The FM broadcasting in India began in 1977, but boomed after 2001 when the privatisation of FM broadcasting began. 
AIR's FM LRS ( Local Radio Station ) was inaugurated on 1 July 2000 at 06:00 hours in Kodaikanal relaying Madurai programs in the frequency 100.5 MHz. 100.5 was so much popular and LRS was upgraded to a FM Channel in just two months. The channel covered a radius of about 200km due to its location at 2200 meters above MSL at Kodaikanal. KODAI FM, as it is popularly known. It is the biggest individual FM channel in India in both area coverage and listenership.

As of December 2018, there are more than 369 operational private radio stations in more than 101 cities and towns across India. The Government of India-owned All India Radio has about 450 FM stations covering 39% of the area and 52% of the population of India.

History 
FM broadcasting began on 23 July 1977 in Chennai, then Madras, and was expanded during the 1990s, nearly 50 years after it mushroomed in the US. The country first experimented with private FM broadcasts in the small tourist destination of Goa and the large metropolitan areas of Delhi, Kolkata, Mumbai  and Chennai. These were followed by private stations in Bangalore, Hyderabad, Jaipur and Lucknow.

Until 1993, All India Radio, a government undertaking, was the only radio broadcaster in India. The government then decided to privatise the radio broadcasting sector. It sold airtime blocks on its FM channels in Indore, Hyderabad, Mumbai, Delhi, Kolkata, Vizag and Goa to private operators, who developed their own program content. The Times Group operated its brand, Times FM, till June 1998. After that, the government decided not to renew contracts given to private operators. Instead, in 2000, the government announced the auction of 108 FM frequencies across India, opening up the FM broadcasting industry to private competition.

Radio City Bangalore, started on July 3, 2001, is India's first private FM radio station. It launched with presenters such as Vera, Rohit Barker, Seetal Iyer, Jonzie Kurian, Geeta Modgil, Suresh Venkat, and Chaitanya Hegde and Priya Ganapathy on the weekends. The Times Group rebranded their radio operations, establishing the Radio Mirchi brand. The first Radio Mirchi station began broadcasting on October 4, 2001 in Indore.

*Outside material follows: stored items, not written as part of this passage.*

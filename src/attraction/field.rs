//! Attraction fields: a value store seen through modulators
//!
//! A field answers two questions for one action kind: which way is the agent
//! pulled from where it stands, and how good would acting at a given cell be.

use glam::DVec2;

use crate::agent::{AgentSnapshot, LegalityOracle, ModelClock};
use crate::attraction::location_values::LocationValueStore;
use crate::attraction::modulator::{GlobalModulator, LocalModulator};
use crate::core::config::AttractionConfig;
use crate::core::types::Cell;
use crate::geography::distance::Distance;

/// Everything outside the field that evaluating it needs
pub struct FieldContext<'a> {
    pub agent: &'a AgentSnapshot,
    pub distance: &'a dyn Distance,
    pub oracle: &'a dyn LegalityOracle,
    pub clock: ModelClock,
}

#[derive(Debug, Clone)]
pub struct AttractionField<'a> {
    values: &'a LocationValueStore,
    local: LocalModulator,
    global: GlobalModulator,
    action_distance_exponent: f64,
    destination_distance_exponent: f64,
}

impl<'a> AttractionField<'a> {
    pub fn new(
        values: &'a LocationValueStore,
        local: LocalModulator,
        global: GlobalModulator,
        action_distance_exponent: f64,
        destination_distance_exponent: f64,
    ) -> Self {
        Self {
            values,
            local,
            global,
            action_distance_exponent,
            destination_distance_exponent,
        }
    }

    /// Field with the configured distance exponents
    pub fn from_config(
        values: &'a LocationValueStore,
        local: LocalModulator,
        global: GlobalModulator,
        config: &AttractionConfig,
    ) -> Self {
        Self::new(
            values,
            local,
            global,
            config.action_distance_exponent,
            config.destination_distance_exponent,
        )
    }

    pub fn values(&self) -> &LocationValueStore {
        self.values
    }

    /// Sum of value-weighted unit vectors toward every known cell
    ///
    /// Each pull is damped by travel time raised to the destination exponent
    /// and gated by the local modulator at the arrival step. The resultant is
    /// scaled by the global modulator.
    pub fn net_attraction(&self, ctx: &FieldContext) -> DVec2 {
        let global = self.global.modulate(ctx.agent);
        if global == 0.0 {
            return DVec2::ZERO;
        }

        let here = ctx.agent.position;
        let origin = cell_vec(here);
        let mut total = DVec2::ZERO;

        for (there, value) in self.values.all_values() {
            if value == 0.0 {
                continue;
            }
            let direction = cell_vec(there) - origin;
            let travel_hours = ctx.distance.distance(here, there) / ctx.agent.speed;
            if direction == DVec2::ZERO || travel_hours <= 0.0 {
                continue;
            }

            let local = self.local.modulate(there, travel_hours, ctx.clock, ctx.agent, ctx.oracle);
            if local == 0.0 {
                continue;
            }

            let strength = value * local / travel_hours.powf(self.destination_distance_exponent);
            total += direction.normalize() * strength;
        }

        total * global
    }

    /// Distance-discounted value of acting at `cell`
    pub fn action_value_at(&self, cell: Cell, distance: &dyn Distance) -> f64 {
        self.values
            .all_values()
            .map(|(there, value)| {
                value / (distance.distance(cell, there) + 1.0).powf(self.action_distance_exponent)
            })
            .sum()
    }
}

/// Combined pull of several fields
pub fn total_attraction(fields: &[AttractionField], ctx: &FieldContext) -> DVec2 {
    fields
        .iter()
        .fold(DVec2::ZERO, |acc, field| acc + field.net_attraction(ctx))
}

fn cell_vec(cell: Cell) -> DVec2 {
    DVec2::new(cell.x as f64, cell.y as f64)
}
//! Bucketed best-of generator for sets on the agent's own devices
//!
//! Devices are bucketed by discretization group, each bucket a max-heap on
//! estimated value. A candidate is the best device of some group; picking it
//! consumes it, and a drained group drops out of every later listing.

use ordered_float::OrderedFloat;
use rand::Rng;
use rand_chacha::ChaCha8Rng;
use std::cmp::Ordering;
use std::collections::BinaryHeap;

use crate::agent::DeviceReading;
use crate::core::config::PlannerConfig;
use crate::core::error::Result;
use crate::core::types::{Cell, DeviceId, Hours};
use crate::geography::discretization::MapDiscretization;
use crate::geography::hazard::BanLayer;
use crate::planning::action::{ActionKind, PlannedAction};
use crate::planning::generator::{ActionGenerator, PlanningContext};

#[derive(Debug, Clone, Copy, PartialEq, Eq)]
struct Ranked {
    value: OrderedFloat<f64>,
    device: DeviceId,
    cell: Cell,
}

impl Ord for Ranked {
    // highest value first, then lowest device id
    fn cmp(&self, other: &Self) -> Ordering {
        self.value
            .cmp(&other.value)
            .then_with(|| other.device.cmp(&self.device))
            .then_with(|| other.cell.cmp(&self.cell))
    }
}

impl PartialOrd for Ranked {
    fn partial_cmp(&self, other: &Self) -> Option<Ordering> {
        Some(self.cmp(other))
    }
}

impl From<Ranked> for DeviceReading {
    fn from(r: Ranked) -> Self {
        DeviceReading {
            device: r.device,
            cell: r.cell,
            value: r.value.into_inner(),
        }
    }
}

#[derive(Debug, Clone)]
pub struct OwnDeviceGenerator {
    discretization: MapDiscretization,
    buckets: Vec<BinaryHeap<Ranked>>,
    bans: BanLayer,
    minimum_value: f64,
    distance_penalty: f64,
    bad_readings_probability: f64,
    filter_illegal: bool,
    set_hours: Hours,
}

impl OwnDeviceGenerator {
    pub fn new(discretization: MapDiscretization, minimum_value: f64, set_hours: Hours) -> Self {
        let buckets = vec![BinaryHeap::new(); discretization.number_of_groups()];
        Self {
            discretization,
            buckets,
            bans: BanLayer::new(),
            minimum_value,
            distance_penalty: 1.0,
            bad_readings_probability: 0.0,
            filter_illegal: false,
            set_hours,
        }
    }

    pub fn from_config(config: &PlannerConfig) -> Result<Self> {
        let o = &config.own_sets;
        let discretization = MapDiscretization::new(config.map.width, config.map.height, o.columns, o.rows)?;
        let mut generator = Self::new(discretization, o.minimum_value, config.durations.own_set_hours);
        generator.distance_penalty = o.distance_penalty;
        generator.bad_readings_probability = o.bad_readings_probability;
        generator.filter_illegal = o.filter_illegal;
        Ok(generator)
    }

    pub fn with_bans(mut self, bans: BanLayer) -> Self {
        self.bans = bans;
        self
    }

    pub fn with_distance_penalty(mut self, penalty: f64) -> Self {
        self.distance_penalty = penalty;
        self
    }

    pub fn with_bad_readings_probability(mut self, probability: f64) -> Self {
        assert!(
            (0.0..=1.0).contains(&probability),
            "bad readings probability must be in [0, 1], got {}",
            probability
        );
        self.bad_readings_probability = probability;
        self
    }

    /// Rebuild the buckets from the agent's current device readings
    ///
    /// `is_legal` is only consulted when illegal devices are filtered.
    pub fn reset(
        &mut self,
        readings: &[DeviceReading],
        is_legal: impl Fn(Cell) -> bool,
        rng: &mut ChaCha8Rng,
    ) {
        for bucket in &mut self.buckets {
            bucket.clear();
        }

        for reading in readings {
            if !reading.value.is_finite() || self.bans.is_banned(reading.cell) {
                continue;
            }
            if self.filter_illegal && !is_legal(reading.cell) {
                continue;
            }

            let mut value = reading.value;
            if value < self.minimum_value {
                let misread = self.bad_readings_probability > 0.0 && rng.gen_bool(self.bad_readings_probability);
                if !misread {
                    continue;
                }
                value = self.minimum_value;
            }

            let group = self.discretization.group_of(reading.cell);
            self.buckets[group].push(Ranked {
                value: OrderedFloat(value),
                device: reading.device,
                cell: reading.cell,
            });
        }
    }

    /// Devices still available across all groups
    pub fn len(&self) -> usize {
        self.buckets.iter().map(BinaryHeap::len).sum()
    }

    pub fn is_empty(&self) -> bool {
        self.buckets.iter().all(BinaryHeap::is_empty)
    }

    /// Best remaining device of every non-empty group, by group index
    pub fn best_per_group(&self) -> Vec<(usize, DeviceReading)> {
        self.buckets
            .iter()
            .enumerate()
            .filter_map(|(group, bucket)| bucket.peek().map(|best| (group, DeviceReading::from(*best))))
            .collect()
    }

    pub fn value_of_group(&self, group: usize) -> Option<f64> {
        self.buckets
            .get(group)
            .and_then(BinaryHeap::peek)
            .map(|best| best.value.into_inner())
    }

    /// Consume the best device of `group`
    pub fn choose(&mut self, group: usize) -> Option<DeviceReading> {
        self.buckets.get_mut(group)?.pop().map(DeviceReading::from)
    }

    /// Group whose best device scores highest seen from `centroid`
    ///
    /// Score is `value / (1 + distance)^penalty`; the lower group wins ties.
    fn preferred_group(&self, centroid: Cell, ctx: &PlanningContext) -> Option<usize> {
        let mut best: Option<(usize, f64)> = None;
        for (group, reading) in self.best_per_group() {
            let distance = ctx.env.distance.distance(centroid, reading.cell);
            let score = reading.value / (1.0 + distance).powf(self.distance_penalty);
            if best.map_or(true, |(_, s)| score > s) {
                best = Some((group, score));
            }
        }
        best.map(|(group, _)| group)
    }

    fn reset_from(&mut self, ctx: &PlanningContext, rng: &mut ChaCha8Rng) {
        let agent = ctx.agent();
        let oracle = ctx.env.oracle;
        let step = ctx.env.clock.step;
        self.reset(&agent.deployed_devices, |cell| oracle.is_allowed_at(agent, cell, step), rng);
    }
}

impl ActionGenerator for OwnDeviceGenerator {
    fn kind(&self) -> ActionKind {
        ActionKind::SetOwn
    }

    fn start(&mut self, ctx: &PlanningContext, rng: &mut ChaCha8Rng) {
        self.reset_from(ctx, rng);
        tracing::debug!(devices = self.len(), "bucketed own devices");
    }

    fn remaining_budget(&self, ctx: &PlanningContext) -> u32 {
        ctx.agent().sets_remaining
    }

    fn next_candidate(&mut self, ctx: &PlanningContext, _rng: &mut ChaCha8Rng) -> Option<PlannedAction> {
        let centroid = ctx.plan.centroid_cell();
        let group = self.preferred_group(centroid, ctx)?;
        let reading = self.choose(group)?;
        Some(PlannedAction::SetOwn {
            device: reading.device,
            cell: reading.cell,
            set_hours: self.set_hours,
        })
    }

    fn prepare_for_replanning(&mut self, ctx: &PlanningContext, rng: &mut ChaCha8Rng) {
        self.reset_from(ctx, rng);
    }
}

Indian policy currently states that these broadcasters are assessed a one-time entry fee (OTEF), for a license period of 10 years. Under the Indian accounting system, this amount is amortised over the 10-year period at 10% per annum. The annual license fee for private broadcasters is either 4% of revenue share or 10% of reserve price, whichever is higher.

India's earlier attempts to privatise its FM channels ran into rough weather when private players bid heavily and most could not meet their commitments to pay the government the amounts they owed.

Content 
Nationally, many of the current FM broadcasters, including the Times of India, Hindustan Times, Mid-Day, and BBC are established media institutions in the country, and are making a strong pitch for news on FM, which is currently limited to nationalised stations only. Private FM stations are allowed to rebroadcast news from All India Radio, as long as they do so without any changes or additions. The Supreme Court of India on 17 October 2013 issued a public interest litigation to the central government requesting that the rules should be changed to allow FM stations to broadcast news reports.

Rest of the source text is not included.